Auf einen Blick
- In Europa entstanden Hungersnöte mehrfach durch Klimaänderungen, z. B. während der Klimaabkühlung im 14. Jahrhundert und in Folge des Vulkanausbruchs in Indonesien im Jahr 1815.
- Rapides Bevölkerungswachstum war in der Geschichte ebenfalls oft eine der Ursachen für Hungerkatastrophen.
- Kriege waren und sind sowohl Ursache als auch Folge von Lebensmittelknappheit.
- Mittels wissenschaftlichem und technologischem Fortschritt in der Landwirtschaft wurden Hungersnöte in Europa zurückgedrängt.
- Eine Einengung der Wahrnehmung auf eine Ursache für Hunger birgt die Gefahr der Ideologisierung.

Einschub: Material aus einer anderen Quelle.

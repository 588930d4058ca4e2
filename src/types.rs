/// A key/value pair yielded by cursors
pub type KeyValue = (Vec<u8>, Vec<u8>);

/// Iteration direction of a forward cursor
#[derive(Debug, Clone, Copy, PartialEq, Eq, Default)]
pub enum Direction {
    #[default]
    Ascending,
    Descending,
}

/// Advisory hints for [`Bucket::cursor`](crate::Bucket::cursor).
///
/// Implementations may use them to prefetch; they never change what a cursor yields.
#[derive(Debug, Clone, PartialEq, Eq)]
pub enum CursorHint {
    /// Caller expects to read keys sharing this prefix
    Prefix(Vec<u8>),
    /// Caller expects to start reading at this key
    KeyStart(Vec<u8>),
}

/// Options recognised by [`Bucket::forward_cursor`](crate::Bucket::forward_cursor)
#[derive(Debug, Clone, PartialEq, Eq)]
pub enum CursorOption {
    Direction(Direction),
    Prefix(Vec<u8>),
    SkipFirst,
}

/// Resolved forward cursor configuration
#[derive(Debug, Clone, Default, PartialEq, Eq)]
pub struct CursorConfig {
    pub direction: Direction,
    pub prefix: Option<Vec<u8>>,
    pub skip_first: bool,
}

impl CursorConfig {
    /// Fold options left to right; later options win.
    pub fn new(opts: &[CursorOption]) -> Self {
        let mut config = CursorConfig::default();
        for opt in opts {
            match opt {
                CursorOption::Direction(d) => config.direction = *d,
                CursorOption::Prefix(p) => {
                    config.prefix = if p.is_empty() { None } else { Some(p.clone()) }
                }
                CursorOption::SkipFirst => config.skip_first = true,
            }
        }
        config
    }

    pub(crate) fn missing_prefix(&self, key: &[u8]) -> bool {
        match &self.prefix {
            Some(prefix) => !key.starts_with(prefix),
            None => false,
        }
    }
}

impl From<&[CursorOption]> for CursorConfig {
    fn from(opts: &[CursorOption]) -> Self {
        CursorConfig::new(opts)
    }
}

1970 hungerte noch 28 Prozent der Menschheit

Im Jahr 1970 hungerte noch 28 Prozent der Menschheit, im Jahr 2015 waren es noch elf Prozent. Der Rückgang der Hungernden weltweit ist kein Anlass, sich zufrieden zurückzulehnen in der Erwartung, dass sich dieser Trend fortsetzen werde. Die Food and Agriculture Organisation (FAO) prognostiziert, dass die Weltbevölkerung in den nächsten Jahren auf zehn Milliarden Menschen anwächst. Sollen alle gut ernährt werden, muss die Nahrungsproduktion um 50 Prozent steigen. Der kaum mehr aufzuhaltende Klimawandel stellt dabei ein gewaltiges Hindernis dar. Die Anzahl der Ackerflächen und ihre Fruchtbarkeit werden in der weltweiten Bilanz eher ab- als zunehmen.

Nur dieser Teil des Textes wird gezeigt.